Every line in the data below that has the word "OrderStore" should be returned.

** Dataset records **
◆ ◆ ◆ ◆

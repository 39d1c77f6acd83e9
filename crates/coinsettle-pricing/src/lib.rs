//! # coinsettle-pricing
//!
//! Pricing plane: rate resolution, order pricing, and limit checks.
//!
//! ## Architecture
//!
//! Everything here is deterministic and side-effect-free:
//! 1. **RateResolver**: administrator override first, live market rate second
//! 2. **price()**: crypto amount × rate × fee fraction with half-up rounding
//! 3. **LimitGuard**: per-trade bounds + rolling-window tier cap
//!
//! ## Pricing Flow
//!
//! ```text
//! request → RateResolver.resolve() → price() → LimitGuard.check_bounds()
//!         → LimitGuard.check_cap() → frozen pricing snapshot
//! ```
//!
//! The orchestrator persists the snapshot; it is never recomputed after that.

pub mod calc;
pub mod limits;
pub mod rate;

pub use calc::{price, Quote};
pub use limits::LimitGuard;
pub use rate::{OverrideStore, RateResolver, RateSource};
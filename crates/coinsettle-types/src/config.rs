//! Configuration types: trading pairs, verification tiers, spending limits.

use chrono::Duration;
use rust_decimal::Decimal;
use serde::{Deserialize, Serialize};

use crate::constants;

/// Per-pair trading configuration from the (out-of-scope) pair catalog.
#[derive(Debug, Clone, Serialize, Deserialize)]
pub struct PairConfig {
    /// Crypto asset (e.g., "BTC").
    pub crypto: String,
    /// Fiat currency (e.g., "EUR").
    pub fiat: String,
    /// Minimum crypto amount per trade.
    pub min_crypto_amount: Decimal,
    /// Maximum crypto amount per trade.
    pub max_crypto_amount: Decimal,
    /// Fee as a fraction of the subtotal (0.015 = 1.5%).
    pub fee_fraction: Decimal,
    /// Disabled pairs reject new orders.
    pub active: bool,
}

impl PairConfig {
    /// Default BTC/EUR pair config.
    #[must_use]
    pub fn btc_eur() -> Self {
        Self {
            crypto: "BTC".to_string(),
            fiat: "EUR".to_string(),
            min_crypto_amount: Decimal::new(1, 4),  // 0.0001 BTC
            max_crypto_amount: Decimal::new(5, 0),  // 5 BTC
            fee_fraction: Decimal::new(15, 3),      // 1.5%
            active: true,
        }
    }

    /// Default ETH/EUR pair config.
    #[must_use]
    pub fn eth_eur() -> Self {
        Self {
            crypto: "ETH".to_string(),
            fiat: "EUR".to_string(),
            min_crypto_amount: Decimal::new(1, 3),  // 0.001 ETH
            max_crypto_amount: Decimal::new(100, 0),
            fee_fraction: Decimal::new(15, 3),
            active: true,
        }
    }

    /// Returns the pair symbol (e.g., "BTC/EUR").
    #[must_use]
    pub fn symbol(&self) -> String {
        format!("{}/{}", self.crypto, self.fiat)
    }
}

/// KYC verification tier, read from the user directory.
#[derive(Debug, Clone, Copy, PartialEq, Eq, Hash, Ord, PartialOrd, Serialize, Deserialize)]
pub enum VerificationTier {
    Unverified,
    /// Identity document verified.
    Verified,
    /// Identity plus proof of residence / source of funds.
    Enhanced,
}

impl std::fmt::Display for VerificationTier {
    fn fmt(&self, f: &mut std::fmt::Formatter<'_>) -> std::fmt::Result {
        match self {
            Self::Unverified => write!(f, "UNVERIFIED"),
            Self::Verified => write!(f, "VERIFIED"),
            Self::Enhanced => write!(f, "ENHANCED"),
        }
    }
}

/// Tier-derived rolling-window spending caps.
#[derive(Debug, Clone, Serialize, Deserialize)]
pub struct TierLimits {
    /// Fiat cap for unverified users (typically zero).
    pub unverified_cap: Decimal,
    /// Fiat cap for identity-verified users.
    pub verified_cap: Decimal,
    /// Fiat cap for enhanced-verification users.
    pub enhanced_cap: Decimal,
    /// Trailing window length in hours.
    pub window_hours: i64,
}

impl TierLimits {
    /// The fiat cap for a given tier.
    #[must_use]
    pub fn cap_for(&self, tier: VerificationTier) -> Decimal {
        match tier {
            VerificationTier::Unverified => self.unverified_cap,
            VerificationTier::Verified => self.verified_cap,
            VerificationTier::Enhanced => self.enhanced_cap,
        }
    }

    /// The trailing window as a duration.
    #[must_use]
    pub fn window(&self) -> Duration {
        Duration::hours(self.window_hours)
    }
}

impl Default for TierLimits {
    fn default() -> Self {
        Self {
            unverified_cap: Decimal::ZERO,
            verified_cap: Decimal::new(5_000, 0),
            enhanced_cap: Decimal::new(50_000, 0),
            window_hours: constants::DEFAULT_LIMIT_WINDOW_HOURS,
        }
    }
}
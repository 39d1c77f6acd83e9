//! In-memory order store.
//!
//! Orders are created by the orchestrator and mutated only through it.
//! Deletion exists solely for the compensating-rollback path: removing a
//! just-created, not-yet-externally-visible row.

use std::collections::HashMap;

use chrono::Utc;
use coinsettle_types::{CoinsettleError, Order, OrderId, OrderStatus, Result, UserId};

/// All orders indexed by id, with a per-user index for listings and the
/// rolling-window aggregation.
pub struct OrderStore {
    orders: HashMap<OrderId, Order>,
    by_user: HashMap<UserId, Vec<OrderId>>,
}

impl OrderStore {
    #[must_use]
    pub fn new() -> Self {
        Self {
            orders: HashMap::new(),
            by_user: HashMap::new(),
        }
    }

    /// Persist a new order.
    pub fn insert(&mut self, order: Order) {
        self.by_user.entry(order.user_id).or_default().push(order.id);
        self.orders.insert(order.id, order);
    }

    /// Look up an order by id.
    #[must_use]
    pub fn get(&self, order_id: OrderId) -> Option<&Order> {
        self.orders.get(&order_id)
    }

    /// Advance an order's status. The pricing snapshot is untouched.
    ///
    /// The transition is validated against the current status under the
    /// same borrow that applies it, so callers whose earlier status check
    /// went stale (a concurrent cancel or settlement won the race) get
    /// `InvalidStatusTransition` instead of clobbering the winner's state.
    pub fn set_status(&mut self, order_id: OrderId, status: OrderStatus) -> Result<()> {
        let order = self
            .orders
            .get_mut(&order_id)
            .ok_or(CoinsettleError::OrderNotFound(order_id))?;
        if !order.status.can_transition_to(status) {
            return Err(CoinsettleError::InvalidStatusTransition {
                order_id,
                from: order.status.to_string(),
                to: status.to_string(),
            });
        }
        order.status = status;
        order.updated_at = Utc::now();
        Ok(())
    }

    /// Compensating rollback: delete a just-created order.
    ///
    /// Returns the removed order, or `OrderNotFound` — the caller escalates
    /// that case, since it means an orphaned row may remain elsewhere.
    pub fn delete(&mut self, order_id: OrderId) -> Result<Order> {
        let order = self
            .orders
            .remove(&order_id)
            .ok_or(CoinsettleError::OrderNotFound(order_id))?;
        if let Some(ids) = self.by_user.get_mut(&order.user_id) {
            ids.retain(|id| *id != order_id);
        }
        Ok(order)
    }

    /// All of a user's orders, unsorted. Used for window aggregation.
    pub fn for_user(&self, user_id: UserId) -> impl Iterator<Item = &Order> {
        self.by_user
            .get(&user_id)
            .into_iter()
            .flatten()
            .filter_map(|id| self.orders.get(id))
    }

    /// Paged listing of a user's orders, newest first.
    #[must_use]
    pub fn list(
        &self,
        user_id: UserId,
        status: Option<OrderStatus>,
        offset: usize,
        limit: usize,
    ) -> Vec<Order> {
        let mut orders: Vec<&Order> = self
            .for_user(user_id)
            .filter(|o| status.is_none_or(|s| o.status == s))
            .collect();
        orders.sort_by(|a, b| b.created_at.cmp(&a.created_at).then(b.id.cmp(&a.id)));
        orders
            .into_iter()
            .skip(offset)
            .take(limit)
            .cloned()
            .collect()
    }

    /// Number of stored orders.
    #[must_use]
    pub fn len(&self) -> usize {
        self.orders.len()
    }

    /// Whether the store is empty.
    #[must_use]
    pub fn is_empty(&self) -> bool {
        self.orders.is_empty()
    }
}

impl Default for OrderStore {
    fn default() -> Self {
        Self::new()
    }
}
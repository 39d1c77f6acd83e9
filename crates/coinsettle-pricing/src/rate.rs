//! Exchange-rate resolution with administrator-override precedence.
//!
//! The resolver consults the override store first; an active override is
//! returned unmodified. Otherwise the live market rate from the injected
//! [`RateSource`] applies. Staleness handling belongs to the rate source —
//! this component only encodes the precedence rule.

use std::collections::HashMap;
use std::sync::RwLock;

use coinsettle_types::{CoinsettleError, CurrencyPair, Result};
use rust_decimal::Decimal;

/// Live market rates, keyed by (crypto, fiat) pair. Injected collaborator.
pub trait RateSource: Send + Sync {
    /// The current market rate (fiat per crypto unit), if known.
    fn market_rate(&self, pair: &CurrencyPair) -> Option<Decimal>;
}

/// One administrator-set rate override.
#[derive(Debug, Clone)]
pub struct RateOverride {
    pub rate: Decimal,
    pub active: bool,
}

/// Administrator rate overrides, keyed by pair.
pub struct OverrideStore {
    overrides: RwLock<HashMap<CurrencyPair, RateOverride>>,
}

impl OverrideStore {
    #[must_use]
    pub fn new() -> Self {
        Self {
            overrides: RwLock::new(HashMap::new()),
        }
    }

    /// Set (or replace) an override for a pair.
    pub fn set(&self, pair: CurrencyPair, rate: Decimal) {
        tracing::info!(pair = %pair, rate = %rate, "rate override set");
        self.overrides
            .write()
            .expect("override lock poisoned")
            .insert(pair, RateOverride { rate, active: true });
    }

    /// Deactivate an override without removing it.
    pub fn deactivate(&self, pair: &CurrencyPair) {
        if let Some(ov) = self
            .overrides
            .write()
            .expect("override lock poisoned")
            .get_mut(pair)
        {
            ov.active = false;
            tracing::info!(pair = %pair, "rate override deactivated");
        }
    }

    /// The active override rate for a pair, if one exists.
    #[must_use]
    pub fn active_rate(&self, pair: &CurrencyPair) -> Option<Decimal> {
        self.overrides
            .read()
            .expect("override lock poisoned")
            .get(pair)
            .filter(|ov| ov.active)
            .map(|ov| ov.rate)
    }
}

impl Default for OverrideStore {
    fn default() -> Self {
        Self::new()
    }
}

/// Resolves the rate to apply for an order.
pub struct RateResolver<S: RateSource> {
    overrides: OverrideStore,
    source: S,
}

impl<S: RateSource> RateResolver<S> {
    #[must_use]
    pub fn new(source: S) -> Self {
        Self {
            overrides: OverrideStore::new(),
            source,
        }
    }

    /// Access the override store (admin surface).
    #[must_use]
    pub fn overrides(&self) -> &OverrideStore {
        &self.overrides
    }

    /// Resolve the rate for a pair: active override first, then market rate.
    ///
    /// Non-positive rates are treated as absent at each source, so a junk
    /// override degrades to the market rate rather than an outage.
    ///
    /// # Errors
    /// Returns [`CoinsettleError::RateUnavailable`] if neither source has
    /// a usable rate.
    pub fn resolve(&self, pair: &CurrencyPair) -> Result<Decimal> {
        let rate = self
            .overrides
            .active_rate(pair)
            .filter(|r| r.is_sign_positive() && !r.is_zero())
            .or_else(|| self.source.market_rate(pair))
            .filter(|r| r.is_sign_positive() && !r.is_zero())
            .ok_or_else(|| CoinsettleError::RateUnavailable(pair.clone()))?;
        Ok(rate)
    }
}

#[cfg(test)]
mod tests {
    use super::*;

    struct FixedRates(HashMap<CurrencyPair, Decimal>);

    impl RateSource for FixedRates {
        fn market_rate(&self, pair: &CurrencyPair) -> Option<Decimal> {
            self.0.get(pair).copied()
        }
    }

    fn btc_eur() -> CurrencyPair {
        CurrencyPair::new("BTC", "EUR")
    }

    fn resolver_with_market(rate: Decimal) -> RateResolver<FixedRates> {
        let mut rates = HashMap::new();
        rates.insert(btc_eur(), rate);
        RateResolver::new(FixedRates(rates))
    }

    #[test]
    fn market_rate_when_no_override() {
        let resolver = resolver_with_market(Decimal::new(45_000, 0));
        assert_eq!(resolver.resolve(&btc_eur()).unwrap(), Decimal::new(45_000, 0));
    }

    #[test]
    fn active_override_wins() {
        let resolver = resolver_with_market(Decimal::new(45_000, 0));
        resolver.overrides().set(btc_eur(), Decimal::new(44_000, 0));
        assert_eq!(resolver.resolve(&btc_eur()).unwrap(), Decimal::new(44_000, 0));
    }

    #[test]
    fn deactivated_override_falls_back_to_market() {
        let resolver = resolver_with_market(Decimal::new(45_000, 0));
        resolver.overrides().set(btc_eur(), Decimal::new(44_000, 0));
        resolver.overrides().deactivate(&btc_eur());
        assert_eq!(resolver.resolve(&btc_eur()).unwrap(), Decimal::new(45_000, 0));
    }

    #[test]
    fn unknown_pair_fails() {
        let resolver = resolver_with_market(Decimal::new(45_000, 0));
        let err = resolver
            .resolve(&CurrencyPair::new("DOGE", "EUR"))
            .unwrap_err();
        assert!(matches!(err, CoinsettleError::RateUnavailable(_)));
    }

    #[test]
    fn zero_rate_is_unavailable() {
        let resolver = resolver_with_market(Decimal::ZERO);
        let err = resolver.resolve(&btc_eur()).unwrap_err();
        assert!(matches!(err, CoinsettleError::RateUnavailable(_)));
    }

    #[test]
    fn negative_market_rate_is_unavailable() {
        let resolver = resolver_with_market(Decimal::new(-1, 0));
        let err = resolver.resolve(&btc_eur()).unwrap_err();
        assert!(matches!(err, CoinsettleError::RateUnavailable(_)));
    }

    #[test]
    fn junk_override_falls_back_to_market() {
        let resolver = resolver_with_market(Decimal::new(45_000, 0));
        resolver.overrides().set(btc_eur(), Decimal::ZERO);
        assert_eq!(resolver.resolve(&btc_eur()).unwrap(), Decimal::new(45_000, 0));

        resolver.overrides().set(btc_eur(), Decimal::new(-500, 0));
        assert_eq!(resolver.resolve(&btc_eur()).unwrap(), Decimal::new(45_000, 0));
    }
}
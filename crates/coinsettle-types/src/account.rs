//! Custodial account and ledger-transaction types.
//!
//! A [`CustodialAccount`] is a per-(user, currency) fiat balance the platform
//! holds on the user's behalf. Every change to the balance is accompanied by
//! exactly one immutable [`LedgerTransaction`], and the cached balance must
//! always equal the sum of the account's transaction amounts.

use chrono::{DateTime, Utc};
use rust_decimal::Decimal;
use serde::{Deserialize, Serialize};

use crate::{AccountId, LedgerTxId, OrderId, UserId};

/// Lifecycle status of a custodial account.
#[derive(Debug, Clone, Copy, PartialEq, Eq, Hash, Serialize, Deserialize)]
pub enum AccountStatus {
    Active,
    /// Debits blocked; reads still allowed.
    Suspended,
    /// Terminal.
    Closed,
    /// Provisioning failed; never held funds.
    Failed,
}

impl AccountStatus {
    /// Whether funds may leave the account in this state.
    #[must_use]
    pub fn allows_debit(self) -> bool {
        matches!(self, Self::Active)
    }

    /// Whether funds may enter the account in this state.
    ///
    /// Suspension blocks spending, not incoming funds.
    #[must_use]
    pub fn allows_credit(self) -> bool {
        matches!(self, Self::Active | Self::Suspended)
    }
}

impl std::fmt::Display for AccountStatus {
    fn fmt(&self, f: &mut std::fmt::Formatter<'_>) -> std::fmt::Result {
        match self {
            Self::Active => write!(f, "ACTIVE"),
            Self::Suspended => write!(f, "SUSPENDED"),
            Self::Closed => write!(f, "CLOSED"),
            Self::Failed => write!(f, "FAILED"),
        }
    }
}

/// One per-user, currency-denominated custodial balance.
#[derive(Debug, Clone, Serialize, Deserialize)]
pub struct CustodialAccount {
    pub id: AccountId,
    pub user_id: UserId,
    /// Fiat currency code (e.g., "EUR").
    pub currency: String,
    /// Cached balance. Invariant: non-negative, equals the transaction sum.
    pub balance: Decimal,
    pub status: AccountStatus,
    pub created_at: DateTime<Utc>,
    pub updated_at: DateTime<Utc>,
}

impl CustodialAccount {
    /// A fresh, empty, active account.
    #[must_use]
    pub fn open(user_id: UserId, currency: impl Into<String>) -> Self {
        let now = Utc::now();
        Self {
            id: AccountId::new(),
            user_id,
            currency: currency.into(),
            balance: Decimal::ZERO,
            status: AccountStatus::Active,
            created_at: now,
            updated_at: now,
        }
    }
}

/// Append-only record of one balance mutation. Never updated or deleted.
#[derive(Debug, Clone, Serialize, Deserialize)]
pub struct LedgerTransaction {
    pub id: LedgerTxId,
    pub account_id: AccountId,
    /// Signed amount: positive = credit, negative = debit.
    pub amount: Decimal,
    /// Account balance immediately after this mutation.
    pub balance_after: Decimal,
    /// The order this mutation settles, if any.
    pub order_id: Option<OrderId>,
    pub memo: String,
    pub created_at: DateTime<Utc>,
}

impl LedgerTransaction {
    #[must_use]
    pub fn is_debit(&self) -> bool {
        self.amount.is_sign_negative()
    }

    #[must_use]
    pub fn is_credit(&self) -> bool {
        self.amount.is_sign_positive()
    }
}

◆ ◆ ◆ ◆

** Task response **
pub struct OrderStore {
impl OrderStore {
impl Default for OrderStore {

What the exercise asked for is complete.